Melhor era manter as coisas na surdina mesmo.
O tempo do dia ainda permitia que fossem, mãe e filho entram no
carro, o local era um pouco mais à periferia do que onde moravam,
algumas casas coloridas e multifacetadas pintavam o morro, ali entre
casas de muro alto, outras de muro baixo estava uma casinha de
madeira, que parecia estar ali desde o tempo em que soprava o vento.

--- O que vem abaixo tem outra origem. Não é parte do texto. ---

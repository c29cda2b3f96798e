//! Error types for key storage and registry operations.

use thiserror::Error;

/// Result type for backing-file operations.
pub type StoreResult<T> = Result<T, StoreError>;

/// Failures reading or writing the backing file.
///
/// Content that is not JSON is not an error: [`crate::store::KeyFile::load`]
/// resets the file instead.
#[derive(Debug, Error)]
pub enum StoreError {
    /// IO error (file system).
    #[error("IO error: {0}")]
    Io(#[from] std::io::Error),

    /// Serialization error.
    #[error("serialization error: {0}")]
    Serialization(#[from] serde_json::Error),

    /// Valid JSON that does not hold an array of key records.
    #[error("invalid data: {0}")]
    InvalidData(String),

    /// The temporary file could not be renamed over the target.
    #[error("failed to replace keys file: {0}")]
    Persist(#[from] tempfile::PersistError),
}

/// Result type for registry operations.
pub type RegistryResult<T> = Result<T, RegistryError>;

/// Outcomes of a registry operation that did not succeed.
#[derive(Debug, Error)]
pub enum RegistryError {
    /// A record with this key string already exists.
    #[error("key already exists: {0}")]
    Conflict(String),

    /// No record with this key string.
    #[error("key not found: {0}")]
    NotFound(String),

    /// Storage error.
    #[error("storage error: {0}")]
    Store(#[from] StoreError),
}
//! Key records and the JSON bodies exchanged over HTTP.

use serde::{Deserialize, Serialize};

/// A single license/activation key and its expiration date.
///
/// `expiration_date` is stored as given; the registry never parses it.
#[derive(Serialize, Deserialize, Clone, Debug, PartialEq, Eq)]
pub struct KeyRecord {
    pub key_string: String,
    pub expiration_date: String,
}

impl KeyRecord {
    pub fn new(key_string: impl Into<String>, expiration_date: impl Into<String>) -> Self {
        Self {
            key_string: key_string.into(),
            expiration_date: expiration_date.into(),
        }
    }
}

/// Body of `POST /keys`. Fields are optional so that a missing field
/// surfaces as a 400 with a readable message instead of a rejection.
#[derive(Deserialize, Debug, Default)]
pub struct CreateKeyRequest {
    #[serde(default)]
    pub key_string: Option<String>,
    #[serde(default)]
    pub expiration_date: Option<String>,
}

/// Body of `PUT /keys/{key_str}`.
#[derive(Deserialize, Debug, Default)]
pub struct UpdateKeyRequest {
    #[serde(default)]
    pub expiration_date: Option<String>,
}

/// Plain `{"message": ...}` body used for every error response.
#[derive(Serialize, Deserialize, Clone, Debug, PartialEq)]
pub struct MessageResponse {
    pub message: String,
}

/// Response to a successful create.
#[derive(Serialize, Deserialize, Clone, Debug, PartialEq)]
pub struct KeyCreatedResponse {
    pub message: String,
    pub key: KeyRecord,
}

/// Response to a successful update or delete.
#[derive(Serialize, Deserialize, Clone, Debug, PartialEq)]
pub struct KeyChangedResponse {
    pub message: String,
    pub key_string: String,
}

Havia um banquinho onde as pessoas estavam sentadas, como que fazendo
fila. Os dois sentam ali e a mãe avisa para esperar, como se
restasse alguma escolha para a pobre criança. Sua mãe encontra uma
conhecida alguns minutos depois de se sentarem, parecia ser uma amiga
de algum tempo atrás, ela também trazia seu filho, as duas
compartiam um sorriso de conivência, deixando no ar que faziam algo
escondido. Conversaram, cada uma explicando os eventos que as levou
até ali, ambas estavam com algo incomodando seu filho, ambas haviam
tentado o médico algumas vezes, ambas vinham sem o consentimento de
seus maridos, por sinal o marido da amiga da mãe do filho, era
casada com um médico irmão do médico de confiança da família,
saca? Baixando cada vez mais o tom, a conversa das duas ganhava como
pauta o mal-estar das crianças e a discordância dos maridos,
chegando ao final num sussurro baixo, em alemão colonial,
arrematando o diálogo com ambas balançando a cabeça em gesto
afirmativo deixando no ar uma dúvida sobre o que haviam dito. Tão
logo esta língua desconhecida era pronunciada, chegava a vez deles.
A mãe vai com seu filho para dentro, o lugar era notadamente mais
escuro que o lado de fora, o sol penetrava mais fraco ali dentro
daquele quartinho com uma vela acesa num canto próximo a imagem de
um santo. A benzedeira toca na testa da criança, sua mão leve vai
para a barriga, o que leva a benzedeira a perguntar algo para a mãe
que é confirmado por ela com o mesmo movimento assertivo de havia
pouco. A passos calmos pega uma linha num canto da sala, cortada
habilmente com auxilio da vela. Sussurrando palavras incompreensíveis
para a criança, a linha passeia pelo corpo, indo para lugares
estratégicos. Depois fazendo movimentos no ar e mantendo seus
sussurros, a criança termina sua benzedura. A mãe agradece, deixa
um agrado para a benzedeira, que muito maquinalmente dá seus
agradecimentos e guarda o dinheiro entregue pela mãe num bolso da
roupa.
Sem entender nada do que havia acontecido, a criança volta para casa
com sua mãe, o fim da tarde já acontecia. Tomam seu café, ele é
liberado para assistir o seu desenho na televisão, toma seu banho e
dorme um pouco mais cedo do que o habitual. Para seu pai não fora
dito nada, mas parecia que naquela noite ele conseguia dormir mais
tranquilo, o incômodo havia sumido junto com o sono.